• _Your instructions_
Nothing outside the range below should be printed. Output exactly the lines from the line with "pub const COUPLING_PENALTY: f64 = 0.3;" to the line with "pub const HIGH_LEVEL: &str", both included.

Dataset items:
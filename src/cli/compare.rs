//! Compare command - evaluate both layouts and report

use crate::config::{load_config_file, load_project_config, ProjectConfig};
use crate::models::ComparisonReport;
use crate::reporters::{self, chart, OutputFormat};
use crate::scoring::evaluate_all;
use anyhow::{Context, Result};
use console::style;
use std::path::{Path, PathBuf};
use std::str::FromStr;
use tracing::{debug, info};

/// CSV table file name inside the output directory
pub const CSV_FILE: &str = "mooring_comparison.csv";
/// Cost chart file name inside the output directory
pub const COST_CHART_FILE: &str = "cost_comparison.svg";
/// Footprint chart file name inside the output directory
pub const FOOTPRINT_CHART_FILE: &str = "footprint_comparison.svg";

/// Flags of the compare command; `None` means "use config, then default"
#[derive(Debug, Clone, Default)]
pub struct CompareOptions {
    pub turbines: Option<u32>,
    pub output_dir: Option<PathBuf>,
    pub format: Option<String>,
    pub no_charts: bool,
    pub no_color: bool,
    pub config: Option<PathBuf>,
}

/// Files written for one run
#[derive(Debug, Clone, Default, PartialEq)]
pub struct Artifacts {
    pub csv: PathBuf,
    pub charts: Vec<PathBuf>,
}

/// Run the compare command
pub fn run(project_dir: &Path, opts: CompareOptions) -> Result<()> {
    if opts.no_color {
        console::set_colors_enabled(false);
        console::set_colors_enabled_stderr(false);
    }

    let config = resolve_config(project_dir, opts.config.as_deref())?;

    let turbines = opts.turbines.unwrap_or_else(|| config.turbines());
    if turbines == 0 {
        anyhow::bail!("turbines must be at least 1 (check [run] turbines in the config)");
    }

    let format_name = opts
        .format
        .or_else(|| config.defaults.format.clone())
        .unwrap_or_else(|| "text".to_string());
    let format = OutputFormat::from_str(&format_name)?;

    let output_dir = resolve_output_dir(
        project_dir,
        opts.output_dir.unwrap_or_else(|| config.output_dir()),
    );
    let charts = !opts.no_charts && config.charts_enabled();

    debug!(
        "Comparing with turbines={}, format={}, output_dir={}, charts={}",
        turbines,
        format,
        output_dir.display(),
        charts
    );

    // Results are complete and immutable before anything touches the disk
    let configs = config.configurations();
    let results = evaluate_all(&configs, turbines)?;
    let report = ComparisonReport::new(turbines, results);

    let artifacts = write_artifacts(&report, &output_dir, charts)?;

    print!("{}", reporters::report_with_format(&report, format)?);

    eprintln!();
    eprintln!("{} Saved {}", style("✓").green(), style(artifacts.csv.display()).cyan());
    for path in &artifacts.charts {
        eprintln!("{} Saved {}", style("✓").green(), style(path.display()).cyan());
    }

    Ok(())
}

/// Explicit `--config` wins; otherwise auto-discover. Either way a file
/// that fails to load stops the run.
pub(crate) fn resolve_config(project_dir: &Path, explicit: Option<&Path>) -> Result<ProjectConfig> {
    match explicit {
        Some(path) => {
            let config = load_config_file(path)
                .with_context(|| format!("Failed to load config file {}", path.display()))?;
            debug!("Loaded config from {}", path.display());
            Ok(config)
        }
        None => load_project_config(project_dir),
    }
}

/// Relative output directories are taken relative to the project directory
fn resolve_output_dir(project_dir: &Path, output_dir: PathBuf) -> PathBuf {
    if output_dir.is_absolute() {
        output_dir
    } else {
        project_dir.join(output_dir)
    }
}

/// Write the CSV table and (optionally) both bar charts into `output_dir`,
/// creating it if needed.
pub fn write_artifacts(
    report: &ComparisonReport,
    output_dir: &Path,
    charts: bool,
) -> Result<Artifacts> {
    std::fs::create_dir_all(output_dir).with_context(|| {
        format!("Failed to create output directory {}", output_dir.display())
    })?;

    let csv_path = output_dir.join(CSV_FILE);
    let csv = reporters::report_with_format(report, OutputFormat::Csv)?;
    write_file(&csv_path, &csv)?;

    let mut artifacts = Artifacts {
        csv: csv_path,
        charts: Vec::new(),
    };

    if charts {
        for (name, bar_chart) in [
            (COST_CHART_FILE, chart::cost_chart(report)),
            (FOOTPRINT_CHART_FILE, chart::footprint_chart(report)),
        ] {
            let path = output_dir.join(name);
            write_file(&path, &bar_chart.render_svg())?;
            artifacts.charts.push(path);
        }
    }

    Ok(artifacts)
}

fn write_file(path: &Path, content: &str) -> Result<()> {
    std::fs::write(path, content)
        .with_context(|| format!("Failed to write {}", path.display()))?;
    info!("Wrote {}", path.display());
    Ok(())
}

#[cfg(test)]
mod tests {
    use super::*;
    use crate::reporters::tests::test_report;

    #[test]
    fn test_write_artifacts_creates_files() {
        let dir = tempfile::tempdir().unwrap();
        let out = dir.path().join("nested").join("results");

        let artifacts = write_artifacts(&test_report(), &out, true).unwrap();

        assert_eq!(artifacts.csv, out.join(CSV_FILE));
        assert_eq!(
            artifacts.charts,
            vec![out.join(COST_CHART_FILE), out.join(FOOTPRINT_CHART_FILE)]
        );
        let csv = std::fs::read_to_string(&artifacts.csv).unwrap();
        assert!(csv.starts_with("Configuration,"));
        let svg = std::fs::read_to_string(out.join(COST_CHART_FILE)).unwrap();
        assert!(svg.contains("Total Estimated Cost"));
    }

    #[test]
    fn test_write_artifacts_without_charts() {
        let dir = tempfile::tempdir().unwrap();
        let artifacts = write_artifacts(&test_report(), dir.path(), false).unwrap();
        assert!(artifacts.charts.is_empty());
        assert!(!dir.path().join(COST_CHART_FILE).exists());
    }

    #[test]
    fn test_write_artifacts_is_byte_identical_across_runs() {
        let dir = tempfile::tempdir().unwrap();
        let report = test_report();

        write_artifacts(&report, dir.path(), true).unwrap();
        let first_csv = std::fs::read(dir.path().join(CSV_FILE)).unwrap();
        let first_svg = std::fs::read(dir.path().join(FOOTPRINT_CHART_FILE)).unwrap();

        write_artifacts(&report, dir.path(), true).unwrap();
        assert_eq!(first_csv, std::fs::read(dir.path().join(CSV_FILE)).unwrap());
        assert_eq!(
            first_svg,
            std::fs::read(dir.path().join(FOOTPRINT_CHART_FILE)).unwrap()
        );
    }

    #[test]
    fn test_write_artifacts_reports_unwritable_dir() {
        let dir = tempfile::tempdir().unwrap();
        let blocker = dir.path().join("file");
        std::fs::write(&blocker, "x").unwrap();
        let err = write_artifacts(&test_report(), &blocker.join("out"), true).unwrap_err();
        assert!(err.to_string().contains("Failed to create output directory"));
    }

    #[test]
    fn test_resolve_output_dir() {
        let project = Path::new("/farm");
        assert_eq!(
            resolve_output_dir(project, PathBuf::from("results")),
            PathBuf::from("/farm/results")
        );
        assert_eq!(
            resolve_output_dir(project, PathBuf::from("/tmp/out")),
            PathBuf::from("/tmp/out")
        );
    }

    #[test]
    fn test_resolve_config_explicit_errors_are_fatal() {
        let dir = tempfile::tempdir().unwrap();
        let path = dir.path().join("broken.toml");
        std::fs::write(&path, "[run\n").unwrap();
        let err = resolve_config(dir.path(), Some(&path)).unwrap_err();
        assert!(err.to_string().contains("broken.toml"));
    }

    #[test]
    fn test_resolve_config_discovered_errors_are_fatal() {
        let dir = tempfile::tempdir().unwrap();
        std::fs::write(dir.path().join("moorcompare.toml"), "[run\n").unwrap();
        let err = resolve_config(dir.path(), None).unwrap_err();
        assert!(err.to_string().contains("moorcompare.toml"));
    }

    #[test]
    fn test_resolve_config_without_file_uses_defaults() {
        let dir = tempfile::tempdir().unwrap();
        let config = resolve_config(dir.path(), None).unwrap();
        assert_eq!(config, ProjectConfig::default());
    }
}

---

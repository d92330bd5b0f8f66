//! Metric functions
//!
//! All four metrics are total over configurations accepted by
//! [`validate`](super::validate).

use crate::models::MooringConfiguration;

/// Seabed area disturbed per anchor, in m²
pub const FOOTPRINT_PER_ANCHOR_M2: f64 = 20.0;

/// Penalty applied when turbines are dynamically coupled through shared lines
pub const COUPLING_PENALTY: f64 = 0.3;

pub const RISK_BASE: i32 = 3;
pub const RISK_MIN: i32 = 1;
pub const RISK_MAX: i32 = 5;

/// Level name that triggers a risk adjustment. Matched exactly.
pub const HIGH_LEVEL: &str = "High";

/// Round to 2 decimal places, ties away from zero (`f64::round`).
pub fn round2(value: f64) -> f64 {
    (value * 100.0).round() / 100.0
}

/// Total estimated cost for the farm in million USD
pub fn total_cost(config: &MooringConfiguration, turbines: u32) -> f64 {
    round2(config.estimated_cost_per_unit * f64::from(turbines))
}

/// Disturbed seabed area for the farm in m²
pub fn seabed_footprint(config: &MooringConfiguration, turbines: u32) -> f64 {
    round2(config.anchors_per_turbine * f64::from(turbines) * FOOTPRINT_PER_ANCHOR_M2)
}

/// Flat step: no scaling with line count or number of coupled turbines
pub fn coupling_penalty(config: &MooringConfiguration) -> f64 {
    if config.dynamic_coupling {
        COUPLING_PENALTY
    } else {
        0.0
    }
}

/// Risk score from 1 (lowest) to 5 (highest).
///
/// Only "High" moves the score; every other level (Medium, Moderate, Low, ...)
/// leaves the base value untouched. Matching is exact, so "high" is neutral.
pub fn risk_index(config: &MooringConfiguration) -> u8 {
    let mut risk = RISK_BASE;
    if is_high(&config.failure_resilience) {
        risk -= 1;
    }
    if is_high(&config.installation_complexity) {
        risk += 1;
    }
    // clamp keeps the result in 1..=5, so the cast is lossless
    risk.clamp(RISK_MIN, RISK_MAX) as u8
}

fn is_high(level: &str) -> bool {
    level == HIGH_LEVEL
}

• _Reply to the task_
pub const COUPLING_PENALTY: f64 = 0.3;

pub const RISK_BASE: i32 = 3;
pub const RISK_MIN: i32 = 1;
pub const RISK_MAX: i32 = 5;

/// Level name that triggers a risk adjustment. Matched exactly.
pub const HIGH_LEVEL: &str = "High";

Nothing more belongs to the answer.